_Goal of the exercise_
Every line of the following records that includes "PlayerConfig" should be copied.

_Information provided_
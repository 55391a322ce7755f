use std::collections::VecDeque;

use super::types::GameEvent;

#[derive(Debug, Clone, PartialEq)]
pub struct PendingEvent {
    pub tick: u64,
    pub event: GameEvent,
}

/// Events raised by input handling and the simulation step, drained once per tick by the
/// broadcaster.
#[derive(Debug, Clone)]
pub struct EventQueue {
    pending: VecDeque<PendingEvent>,
    max_pending: usize,
}

impl Default for EventQueue {
    fn default() -> Self {
        Self::new(256)
    }
}

impl EventQueue {
    pub fn new(max_pending: usize) -> Self {
        Self {
            pending: VecDeque::with_capacity(max_pending),
            max_pending,
        }
    }

    pub fn push(&mut self, tick: u64, event: GameEvent) {
        if self.pending.len() >= self.max_pending {
            if let Some(dropped) = self.pending.pop_front() {
                log::warn!("Event queue full, dropping {}", dropped.event.as_str());
            }
        }
        self.pending.push_back(PendingEvent { tick, event });
    }

    pub fn drain(&mut self) -> Vec<PendingEvent> {
        self.pending.drain(..).collect()
    }

    pub fn iter(&self) -> impl Iterator<Item = &GameEvent> {
        self.pending.iter().map(|p| &p.event)
    }

    pub fn len(&self) -> usize {
        self.pending.len()
    }

    pub fn is_empty(&self) -> bool {
        self.pending.is_empty()
    }

    pub fn clear(&mut self) {
        self.pending.clear();
    }
}
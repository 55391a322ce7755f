use glam::Vec3;

use crate::player::PlayerId;

use super::vector;

pub const GRAVITY: f32 = 9.8;
pub const GROUND_Y: f32 = 0.0;
pub const BOUNCE_RESTITUTION: f32 = 0.7;

pub const BALL_SERVE_HEIGHT: f32 = 1.0;
pub const PLAYER_BASELINE_DISTANCE: f32 = 11.89;
pub const BALL_SERVE_OFFSET: f32 = 0.5;
pub const SERVE_POSITION_Z: f32 = PLAYER_BASELINE_DISTANCE - BALL_SERVE_OFFSET;

#[derive(Debug, Clone, PartialEq)]
pub struct Ball {
    pub position: Vec3,
    pub velocity: Vec3,
    /// Z coordinate before the most recent integration step.
    pub previous_z: f32,
    /// Ground contacts since the ball was last struck.
    pub bounce_count: u32,
    /// Hits in the current rally.
    pub hit_count: u32,
    pub last_hit_player_id: PlayerId,
    pub gravity_multiplier: f32,
}

impl Default for Ball {
    fn default() -> Self {
        Self::new()
    }
}

impl Ball {
    pub fn new() -> Self {
        Self {
            position: Vec3::new(0.0, BALL_SERVE_HEIGHT, 0.0),
            velocity: Vec3::ZERO,
            previous_z: 0.0,
            bounce_count: 0,
            hit_count: 0,
            last_hit_player_id: 0,
            gravity_multiplier: 1.0,
        }
    }

    /// Ball parked at `server`'s serve spot. Player 0 serves from the +z side.
    pub fn serve_position(server: PlayerId) -> Vec3 {
        let z = if server == 0 {
            SERVE_POSITION_Z
        } else {
            -SERVE_POSITION_Z
        };
        Vec3::new(0.0, BALL_SERVE_HEIGHT, z)
    }

    pub fn integrate(&mut self, dt: f32) {
        self.previous_z = self.position.z;

        let gravity_mult = if self.gravity_multiplier > 0.0 {
            self.gravity_multiplier
        } else {
            1.0
        };

        self.velocity.y -= GRAVITY * gravity_mult * dt;
        self.position = vector::add(self.position, vector::scale(self.velocity, dt));
    }

    /// Reflects the ball off the ground plane. Only fires while moving downward at or
    /// below `ground_y`; the caller owns `bounce_count`.
    pub fn bounce(&mut self, ground_y: f32, restitution: f32) -> bool {
        if self.position.y <= ground_y && self.velocity.y < 0.0 {
            self.position.y = ground_y;
            self.velocity.y = -self.velocity.y * restitution;
            true
        } else {
            false
        }
    }

    pub fn racket_hit(&mut self, direction: Vec3, speed: f32) {
        self.velocity = vector::scale(vector::normalize(direction), speed);
    }

    pub fn reset_for_serve(&mut self, server: PlayerId) {
        self.position = Self::serve_position(server);
        self.velocity = Vec3::ZERO;
        self.last_hit_player_id = server;
        self.bounce_count = 0;
        self.hit_count = 0;
        self.previous_z = self.position.z;
        self.gravity_multiplier = 1.0;

        log::debug!(
            "Ball reset for player {} serve at ({:.2}, {:.2}, {:.2})",
            server,
            self.position.x,
            self.position.y,
            self.position.z
        );
    }
}
use crate::physics::{Ball, Court};
use crate::player::{PlayerId, opponent};

#[derive(Debug, Clone, Copy, PartialEq, Eq)]
pub enum PointReason {
    NetFault,
    Out,
    DoubleBounce,
}

impl PointReason {
    pub fn as_str(&self) -> &'static str {
        match self {
            PointReason::NetFault => "net",
            PointReason::Out => "out",
            PointReason::DoubleBounce => "double bounce",
        }
    }
}

#[derive(Debug, Clone, Copy, PartialEq, Eq)]
pub struct PointJudgment {
    pub winner: PlayerId,
    pub reason: PointReason,
}

/// Judges the ball right after a ground bounce.
pub fn judge_bounce(ball: &Ball, court: &Court) -> Option<PointJudgment> {
    match ball.bounce_count {
        1 if !court.is_in_court(ball.position) => Some(PointJudgment {
            winner: opponent(ball.last_hit_player_id),
            reason: PointReason::Out,
        }),
        2 => Some(PointJudgment {
            winner: ball.last_hit_player_id,
            reason: PointReason::DoubleBounce,
        }),
        _ => None,
    }
}

/// Net check for the current tick; faults the last hitter.
pub fn judge_net(ball: &Ball, court: &Court) -> Option<PointJudgment> {
    court
        .is_net_fault(ball.previous_z, ball.position)
        .then(|| PointJudgment {
            winner: opponent(ball.last_hit_player_id),
            reason: PointReason::NetFault,
        })
}
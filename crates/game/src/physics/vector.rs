use glam::Vec3;

pub const EPSILON: f32 = 1e-4;

#[inline]
pub fn add(a: Vec3, b: Vec3) -> Vec3 {
    a + b
}

#[inline]
pub fn scale(v: Vec3, k: f32) -> Vec3 {
    v * k
}

/// Unit vector in the direction of `v`. A zero-length input is returned unchanged.
pub fn normalize(v: Vec3) -> Vec3 {
    let len = v.length();
    if len == 0.0 { v } else { v / len }
}

pub fn lerp(min: f32, max: f32, t: f32) -> f32 {
    min + (max - min) * t
}

#[cfg(test)]
mod tests {
    use super::*;

    #[test]
    fn normalize_unit_length() {
        let n = normalize(Vec3::new(3.0, 0.0, 4.0));
        assert!((n.length() - 1.0).abs() < 1e-6);
        assert!((n.x - 0.6).abs() < 1e-6);
        assert!((n.z - 0.8).abs() < 1e-6);
    }

    #[test]
    fn normalize_zero_is_noop() {
        assert_eq!(normalize(Vec3::ZERO), Vec3::ZERO);
    }

    #[test]
    fn add_and_scale() {
        let v = add(Vec3::new(1.0, 2.0, 3.0), scale(Vec3::ONE, 2.0));
        assert_eq!(v, Vec3::new(3.0, 4.0, 5.0));
    }
}
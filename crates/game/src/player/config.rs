use serde::{Deserialize, Serialize};

#[derive(Debug, Clone, Serialize, Deserialize)]
pub struct PlayerConfig {
    pub move_speed: f32,
    pub movement_epsilon: f32,

    pub swing_radius: f32,
    pub swing_acceleration_threshold: f32,

    pub acc_max_x: f32,
    pub acc_max_y: f32,

    pub angle_x_min: f32,
    pub angle_x_max: f32,
    pub angle_y_min: f32,
    pub angle_y_max: f32,
    pub angle_z_base: f32,

    /// Up component of the fallback shot when the computed direction collapses.
    pub fallback_angle_y: f32,

    pub speed_multiplier: f32,
    pub speed_min: f32,
    pub speed_max: f32,

    pub lob_speed_multiplier: f32,
    pub lob_y_boost: f32,
    pub lob_z_boost: f32,
    pub lob_gravity_multiplier: f32,
}

impl Default for PlayerConfig {
    fn default() -> Self {
        Self {
            move_speed: 5.0,
            movement_epsilon: 0.0001,

            swing_radius: 5.0,
            swing_acceleration_threshold: 5.0,

            acc_max_x: 15.0,
            acc_max_y: 15.0,

            angle_x_min: -0.3,
            angle_x_max: 0.3,
            angle_y_min: 0.25,
            angle_y_max: 1.0,
            angle_z_base: 0.55,

            fallback_angle_y: 0.5,

            speed_multiplier: 1.0,
            speed_min: 12.0,
            speed_max: 25.0,

            lob_speed_multiplier: 1.0,
            lob_y_boost: 1.7,
            lob_z_boost: 0.5,
            lob_gravity_multiplier: 0.8,
        }
    }
}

_Answer_
pub struct PlayerConfig {
impl Default for PlayerConfig {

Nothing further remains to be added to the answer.